_DIRECTIONS FOR THIS TASK_
Go through the entries below. Copy each line in which "AnnouncementDraft" appears.

(Saved data entries)
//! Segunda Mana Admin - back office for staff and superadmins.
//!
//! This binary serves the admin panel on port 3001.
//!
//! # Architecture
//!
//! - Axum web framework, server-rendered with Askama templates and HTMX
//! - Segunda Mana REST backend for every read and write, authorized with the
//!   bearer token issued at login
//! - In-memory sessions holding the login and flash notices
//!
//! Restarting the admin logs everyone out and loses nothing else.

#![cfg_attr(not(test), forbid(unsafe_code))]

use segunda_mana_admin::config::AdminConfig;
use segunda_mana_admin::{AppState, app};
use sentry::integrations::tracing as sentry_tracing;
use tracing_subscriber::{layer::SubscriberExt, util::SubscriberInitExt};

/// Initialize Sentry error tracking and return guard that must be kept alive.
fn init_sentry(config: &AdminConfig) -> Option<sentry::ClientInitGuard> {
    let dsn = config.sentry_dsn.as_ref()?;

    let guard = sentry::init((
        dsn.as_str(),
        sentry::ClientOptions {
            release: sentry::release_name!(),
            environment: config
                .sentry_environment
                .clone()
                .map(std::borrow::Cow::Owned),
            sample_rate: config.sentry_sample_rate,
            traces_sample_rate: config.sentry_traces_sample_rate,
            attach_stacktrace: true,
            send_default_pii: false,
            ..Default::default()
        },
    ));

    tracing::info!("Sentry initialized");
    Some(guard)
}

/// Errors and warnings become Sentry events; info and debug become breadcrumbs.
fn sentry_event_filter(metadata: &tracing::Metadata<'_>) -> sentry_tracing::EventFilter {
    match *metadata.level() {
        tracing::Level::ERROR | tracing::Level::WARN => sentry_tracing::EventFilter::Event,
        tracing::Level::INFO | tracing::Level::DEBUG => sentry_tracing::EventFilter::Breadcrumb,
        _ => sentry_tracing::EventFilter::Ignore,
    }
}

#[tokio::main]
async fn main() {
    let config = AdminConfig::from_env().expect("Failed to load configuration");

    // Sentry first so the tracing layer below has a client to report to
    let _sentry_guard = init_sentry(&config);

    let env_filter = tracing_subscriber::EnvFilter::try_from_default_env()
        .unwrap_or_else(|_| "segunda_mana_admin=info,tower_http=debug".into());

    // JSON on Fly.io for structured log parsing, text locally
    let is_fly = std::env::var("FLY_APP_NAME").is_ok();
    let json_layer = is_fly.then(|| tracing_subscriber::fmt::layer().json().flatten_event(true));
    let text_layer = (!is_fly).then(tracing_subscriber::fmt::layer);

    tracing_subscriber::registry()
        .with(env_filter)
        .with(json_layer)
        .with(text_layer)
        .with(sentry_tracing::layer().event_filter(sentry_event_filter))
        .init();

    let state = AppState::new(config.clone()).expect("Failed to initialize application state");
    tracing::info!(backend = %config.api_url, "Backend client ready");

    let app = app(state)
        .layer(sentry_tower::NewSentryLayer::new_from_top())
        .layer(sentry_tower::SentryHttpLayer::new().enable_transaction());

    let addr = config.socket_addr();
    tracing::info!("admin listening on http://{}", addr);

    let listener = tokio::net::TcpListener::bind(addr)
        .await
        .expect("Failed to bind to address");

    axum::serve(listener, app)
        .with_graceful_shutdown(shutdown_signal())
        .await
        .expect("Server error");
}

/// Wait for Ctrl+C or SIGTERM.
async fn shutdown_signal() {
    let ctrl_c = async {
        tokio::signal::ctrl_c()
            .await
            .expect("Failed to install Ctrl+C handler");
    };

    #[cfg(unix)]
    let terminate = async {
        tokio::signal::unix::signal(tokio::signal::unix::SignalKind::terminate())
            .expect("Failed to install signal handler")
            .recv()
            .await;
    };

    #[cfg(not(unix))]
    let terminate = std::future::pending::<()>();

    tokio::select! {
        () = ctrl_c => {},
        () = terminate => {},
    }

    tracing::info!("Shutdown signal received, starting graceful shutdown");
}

---

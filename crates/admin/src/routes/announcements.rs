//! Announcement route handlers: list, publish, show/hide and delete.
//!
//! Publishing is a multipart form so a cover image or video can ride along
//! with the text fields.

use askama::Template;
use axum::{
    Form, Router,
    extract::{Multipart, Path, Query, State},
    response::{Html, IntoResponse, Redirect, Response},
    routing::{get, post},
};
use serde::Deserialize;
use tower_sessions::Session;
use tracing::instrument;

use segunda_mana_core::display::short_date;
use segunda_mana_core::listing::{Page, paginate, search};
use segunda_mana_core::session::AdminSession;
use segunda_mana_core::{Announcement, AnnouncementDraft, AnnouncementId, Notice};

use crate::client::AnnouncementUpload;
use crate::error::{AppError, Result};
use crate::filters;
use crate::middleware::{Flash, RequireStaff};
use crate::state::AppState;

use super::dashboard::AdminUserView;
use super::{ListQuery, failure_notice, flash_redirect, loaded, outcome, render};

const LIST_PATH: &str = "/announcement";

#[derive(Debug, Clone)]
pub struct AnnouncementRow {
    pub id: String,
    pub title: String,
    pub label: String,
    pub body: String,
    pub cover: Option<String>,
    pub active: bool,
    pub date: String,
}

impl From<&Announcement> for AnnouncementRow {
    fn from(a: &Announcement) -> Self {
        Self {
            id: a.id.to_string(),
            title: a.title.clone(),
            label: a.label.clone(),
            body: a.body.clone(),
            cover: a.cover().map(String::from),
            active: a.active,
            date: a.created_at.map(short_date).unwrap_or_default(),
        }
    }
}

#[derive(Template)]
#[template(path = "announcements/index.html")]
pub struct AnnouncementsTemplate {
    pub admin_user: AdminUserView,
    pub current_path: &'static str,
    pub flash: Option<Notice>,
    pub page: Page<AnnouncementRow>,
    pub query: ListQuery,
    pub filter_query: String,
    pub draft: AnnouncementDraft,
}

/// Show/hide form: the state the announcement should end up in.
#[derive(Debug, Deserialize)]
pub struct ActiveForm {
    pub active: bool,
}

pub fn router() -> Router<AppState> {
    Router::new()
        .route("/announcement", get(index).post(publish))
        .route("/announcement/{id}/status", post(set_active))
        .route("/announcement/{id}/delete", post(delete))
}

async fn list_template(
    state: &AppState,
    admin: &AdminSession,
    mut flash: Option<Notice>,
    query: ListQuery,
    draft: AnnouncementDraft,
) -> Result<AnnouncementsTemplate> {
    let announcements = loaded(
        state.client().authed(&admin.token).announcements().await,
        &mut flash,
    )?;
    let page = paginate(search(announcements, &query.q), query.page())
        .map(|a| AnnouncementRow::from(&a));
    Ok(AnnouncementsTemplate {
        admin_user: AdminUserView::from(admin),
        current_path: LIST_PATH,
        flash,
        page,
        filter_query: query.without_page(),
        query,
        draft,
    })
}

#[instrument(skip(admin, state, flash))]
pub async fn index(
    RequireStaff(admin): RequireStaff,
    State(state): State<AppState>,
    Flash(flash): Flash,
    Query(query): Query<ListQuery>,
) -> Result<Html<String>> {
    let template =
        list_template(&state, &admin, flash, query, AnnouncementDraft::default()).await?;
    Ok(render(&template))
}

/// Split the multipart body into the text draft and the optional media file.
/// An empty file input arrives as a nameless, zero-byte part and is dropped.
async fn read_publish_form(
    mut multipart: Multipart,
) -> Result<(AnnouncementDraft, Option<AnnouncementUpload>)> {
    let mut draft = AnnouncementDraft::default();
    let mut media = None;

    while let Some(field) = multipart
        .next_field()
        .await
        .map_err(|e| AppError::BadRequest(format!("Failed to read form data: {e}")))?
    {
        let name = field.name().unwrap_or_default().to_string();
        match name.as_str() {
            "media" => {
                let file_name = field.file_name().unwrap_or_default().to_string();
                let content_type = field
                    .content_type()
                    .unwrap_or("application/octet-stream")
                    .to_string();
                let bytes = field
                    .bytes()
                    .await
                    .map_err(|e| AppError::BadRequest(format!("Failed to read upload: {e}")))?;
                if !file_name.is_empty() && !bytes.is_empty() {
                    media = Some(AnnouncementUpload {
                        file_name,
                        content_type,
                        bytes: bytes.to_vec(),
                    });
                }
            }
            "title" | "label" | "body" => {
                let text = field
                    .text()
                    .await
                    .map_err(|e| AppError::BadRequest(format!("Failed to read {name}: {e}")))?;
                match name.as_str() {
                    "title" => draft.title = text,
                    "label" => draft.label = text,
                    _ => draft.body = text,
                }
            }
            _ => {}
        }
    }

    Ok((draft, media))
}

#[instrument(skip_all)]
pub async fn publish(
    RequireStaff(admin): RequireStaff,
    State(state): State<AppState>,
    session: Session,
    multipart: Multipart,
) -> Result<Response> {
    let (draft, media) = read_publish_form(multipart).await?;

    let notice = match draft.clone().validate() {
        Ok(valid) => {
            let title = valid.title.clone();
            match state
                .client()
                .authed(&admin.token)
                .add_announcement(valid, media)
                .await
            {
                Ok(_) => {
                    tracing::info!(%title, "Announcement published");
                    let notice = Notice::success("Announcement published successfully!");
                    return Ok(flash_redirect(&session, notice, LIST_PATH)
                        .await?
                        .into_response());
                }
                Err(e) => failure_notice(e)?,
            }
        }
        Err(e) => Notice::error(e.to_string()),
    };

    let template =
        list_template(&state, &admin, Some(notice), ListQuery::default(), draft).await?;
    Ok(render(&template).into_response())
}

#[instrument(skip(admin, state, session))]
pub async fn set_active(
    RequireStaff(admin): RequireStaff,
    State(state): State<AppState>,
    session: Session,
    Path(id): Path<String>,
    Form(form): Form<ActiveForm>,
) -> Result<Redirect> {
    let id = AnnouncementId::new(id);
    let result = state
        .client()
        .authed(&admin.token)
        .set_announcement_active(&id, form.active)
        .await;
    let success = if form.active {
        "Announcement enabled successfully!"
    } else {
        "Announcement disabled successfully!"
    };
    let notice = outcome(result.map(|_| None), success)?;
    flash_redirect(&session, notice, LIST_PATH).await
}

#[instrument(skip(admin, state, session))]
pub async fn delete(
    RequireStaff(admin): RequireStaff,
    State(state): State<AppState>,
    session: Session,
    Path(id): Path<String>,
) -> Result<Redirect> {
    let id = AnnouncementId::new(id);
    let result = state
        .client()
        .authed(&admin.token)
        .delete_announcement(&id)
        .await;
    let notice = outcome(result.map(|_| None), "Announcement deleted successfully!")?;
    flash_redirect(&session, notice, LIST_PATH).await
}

_OUTPUT_
use segunda_mana_core::{Announcement, AnnouncementDraft, AnnouncementId, Notice};
    pub draft: AnnouncementDraft,
    draft: AnnouncementDraft,
        list_template(&state, &admin, flash, query, AnnouncementDraft::default()).await?;
) -> Result<(AnnouncementDraft, Option<AnnouncementUpload>)> {
    let mut draft = AnnouncementDraft::default();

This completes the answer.